## [Stored data entries]

━━━━━━

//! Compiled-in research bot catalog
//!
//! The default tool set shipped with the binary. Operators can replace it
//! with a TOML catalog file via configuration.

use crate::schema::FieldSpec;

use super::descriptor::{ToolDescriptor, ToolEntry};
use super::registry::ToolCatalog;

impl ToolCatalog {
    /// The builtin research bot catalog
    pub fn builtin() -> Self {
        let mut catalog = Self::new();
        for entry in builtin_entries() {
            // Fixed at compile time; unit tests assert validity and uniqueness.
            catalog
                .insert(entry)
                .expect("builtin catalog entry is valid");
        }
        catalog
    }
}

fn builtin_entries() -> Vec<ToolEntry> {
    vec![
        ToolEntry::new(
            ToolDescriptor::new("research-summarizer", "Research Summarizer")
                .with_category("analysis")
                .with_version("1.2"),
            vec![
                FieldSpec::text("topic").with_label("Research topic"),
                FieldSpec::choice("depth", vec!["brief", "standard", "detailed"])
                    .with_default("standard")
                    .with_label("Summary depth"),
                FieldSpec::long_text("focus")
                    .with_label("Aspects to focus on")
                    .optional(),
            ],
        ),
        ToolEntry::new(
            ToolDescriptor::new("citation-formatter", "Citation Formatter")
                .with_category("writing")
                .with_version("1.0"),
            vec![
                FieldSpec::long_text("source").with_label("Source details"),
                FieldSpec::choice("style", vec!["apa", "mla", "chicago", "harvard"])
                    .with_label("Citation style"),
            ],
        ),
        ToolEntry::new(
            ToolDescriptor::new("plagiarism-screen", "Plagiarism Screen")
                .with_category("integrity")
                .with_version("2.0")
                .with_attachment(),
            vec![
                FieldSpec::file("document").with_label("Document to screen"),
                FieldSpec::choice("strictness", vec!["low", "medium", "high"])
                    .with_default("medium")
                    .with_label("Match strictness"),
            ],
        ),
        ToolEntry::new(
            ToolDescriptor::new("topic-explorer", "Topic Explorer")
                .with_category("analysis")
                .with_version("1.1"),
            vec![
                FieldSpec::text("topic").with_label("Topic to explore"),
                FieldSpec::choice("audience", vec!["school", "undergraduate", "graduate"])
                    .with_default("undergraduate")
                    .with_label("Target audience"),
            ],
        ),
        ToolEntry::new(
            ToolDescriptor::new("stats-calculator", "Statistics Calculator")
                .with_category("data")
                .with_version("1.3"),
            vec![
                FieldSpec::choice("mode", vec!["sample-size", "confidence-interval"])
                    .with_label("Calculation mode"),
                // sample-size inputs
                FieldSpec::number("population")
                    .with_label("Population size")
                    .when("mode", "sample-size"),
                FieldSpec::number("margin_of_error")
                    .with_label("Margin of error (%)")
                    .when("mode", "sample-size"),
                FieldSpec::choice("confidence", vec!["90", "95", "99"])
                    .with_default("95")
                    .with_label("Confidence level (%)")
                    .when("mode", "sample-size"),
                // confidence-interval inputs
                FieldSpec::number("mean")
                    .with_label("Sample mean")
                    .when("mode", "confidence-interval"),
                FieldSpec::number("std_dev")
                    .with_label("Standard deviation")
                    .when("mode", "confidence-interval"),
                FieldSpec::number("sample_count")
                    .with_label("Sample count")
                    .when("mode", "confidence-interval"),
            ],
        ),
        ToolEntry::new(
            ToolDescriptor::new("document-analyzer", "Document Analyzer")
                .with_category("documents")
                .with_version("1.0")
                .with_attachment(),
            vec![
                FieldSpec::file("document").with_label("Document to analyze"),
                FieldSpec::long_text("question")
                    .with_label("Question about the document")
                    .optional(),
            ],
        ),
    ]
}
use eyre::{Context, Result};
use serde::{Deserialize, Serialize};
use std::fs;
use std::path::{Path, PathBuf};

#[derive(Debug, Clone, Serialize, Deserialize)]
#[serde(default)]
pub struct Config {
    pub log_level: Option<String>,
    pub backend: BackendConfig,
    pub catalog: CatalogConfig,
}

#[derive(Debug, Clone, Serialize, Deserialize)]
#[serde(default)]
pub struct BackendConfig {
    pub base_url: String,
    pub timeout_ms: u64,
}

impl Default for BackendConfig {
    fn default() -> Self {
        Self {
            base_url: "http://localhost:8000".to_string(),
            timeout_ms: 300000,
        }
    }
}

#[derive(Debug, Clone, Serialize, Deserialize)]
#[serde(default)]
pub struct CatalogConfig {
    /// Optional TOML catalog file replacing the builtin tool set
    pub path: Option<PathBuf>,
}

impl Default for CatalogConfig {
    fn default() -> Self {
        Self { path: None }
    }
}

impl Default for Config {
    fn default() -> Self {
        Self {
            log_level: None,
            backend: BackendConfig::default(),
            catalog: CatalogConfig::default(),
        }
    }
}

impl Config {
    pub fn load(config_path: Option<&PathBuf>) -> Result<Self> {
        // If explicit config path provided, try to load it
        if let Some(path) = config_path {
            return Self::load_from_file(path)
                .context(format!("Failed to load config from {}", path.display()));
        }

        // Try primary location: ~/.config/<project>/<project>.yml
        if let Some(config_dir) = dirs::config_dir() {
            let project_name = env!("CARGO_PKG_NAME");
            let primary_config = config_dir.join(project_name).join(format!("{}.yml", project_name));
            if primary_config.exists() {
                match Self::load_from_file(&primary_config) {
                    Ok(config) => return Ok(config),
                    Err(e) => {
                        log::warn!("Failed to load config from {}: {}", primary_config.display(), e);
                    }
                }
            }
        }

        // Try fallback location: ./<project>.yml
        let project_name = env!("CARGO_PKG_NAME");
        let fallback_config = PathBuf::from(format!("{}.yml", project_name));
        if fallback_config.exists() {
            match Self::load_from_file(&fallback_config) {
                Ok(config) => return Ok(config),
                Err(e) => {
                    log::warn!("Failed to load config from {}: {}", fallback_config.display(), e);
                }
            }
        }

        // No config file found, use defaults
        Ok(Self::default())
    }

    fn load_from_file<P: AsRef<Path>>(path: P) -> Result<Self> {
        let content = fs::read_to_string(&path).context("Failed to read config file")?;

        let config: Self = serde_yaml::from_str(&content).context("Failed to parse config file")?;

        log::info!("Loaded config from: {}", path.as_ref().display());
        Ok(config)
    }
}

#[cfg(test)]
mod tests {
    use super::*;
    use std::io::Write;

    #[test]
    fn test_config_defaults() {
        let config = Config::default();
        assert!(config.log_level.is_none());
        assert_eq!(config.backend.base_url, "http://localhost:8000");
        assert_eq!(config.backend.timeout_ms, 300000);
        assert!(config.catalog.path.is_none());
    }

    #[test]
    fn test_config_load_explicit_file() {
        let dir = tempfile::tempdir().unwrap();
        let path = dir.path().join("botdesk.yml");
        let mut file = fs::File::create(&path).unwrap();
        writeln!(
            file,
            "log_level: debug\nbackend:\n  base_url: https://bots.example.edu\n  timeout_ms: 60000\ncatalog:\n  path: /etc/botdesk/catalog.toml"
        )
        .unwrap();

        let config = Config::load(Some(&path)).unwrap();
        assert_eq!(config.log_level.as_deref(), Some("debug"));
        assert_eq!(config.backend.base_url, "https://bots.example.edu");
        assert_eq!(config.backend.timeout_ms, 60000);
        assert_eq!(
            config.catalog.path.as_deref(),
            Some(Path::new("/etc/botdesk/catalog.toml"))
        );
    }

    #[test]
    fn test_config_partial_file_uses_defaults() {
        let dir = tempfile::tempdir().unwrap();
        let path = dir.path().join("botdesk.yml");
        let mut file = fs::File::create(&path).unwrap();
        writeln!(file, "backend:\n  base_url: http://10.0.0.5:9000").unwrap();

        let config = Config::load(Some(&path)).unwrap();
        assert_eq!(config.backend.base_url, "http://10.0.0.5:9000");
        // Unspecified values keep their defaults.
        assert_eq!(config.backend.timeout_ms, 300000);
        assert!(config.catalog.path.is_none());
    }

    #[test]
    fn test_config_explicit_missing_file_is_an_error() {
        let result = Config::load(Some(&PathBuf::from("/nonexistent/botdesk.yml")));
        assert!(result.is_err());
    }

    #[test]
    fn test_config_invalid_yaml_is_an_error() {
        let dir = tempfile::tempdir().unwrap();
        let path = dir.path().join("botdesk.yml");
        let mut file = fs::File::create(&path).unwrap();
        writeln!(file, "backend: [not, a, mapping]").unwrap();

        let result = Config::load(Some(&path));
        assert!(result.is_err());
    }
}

━━━━━━

## [EXERCISE AIM]
Lines that hold the word "impl" are the ones to copy from the entries above.

## [RESULT FOR THIS TASK]
impl ToolCatalog {
impl Default for BackendConfig {
impl Default for CatalogConfig {
impl Default for Config {
impl Config {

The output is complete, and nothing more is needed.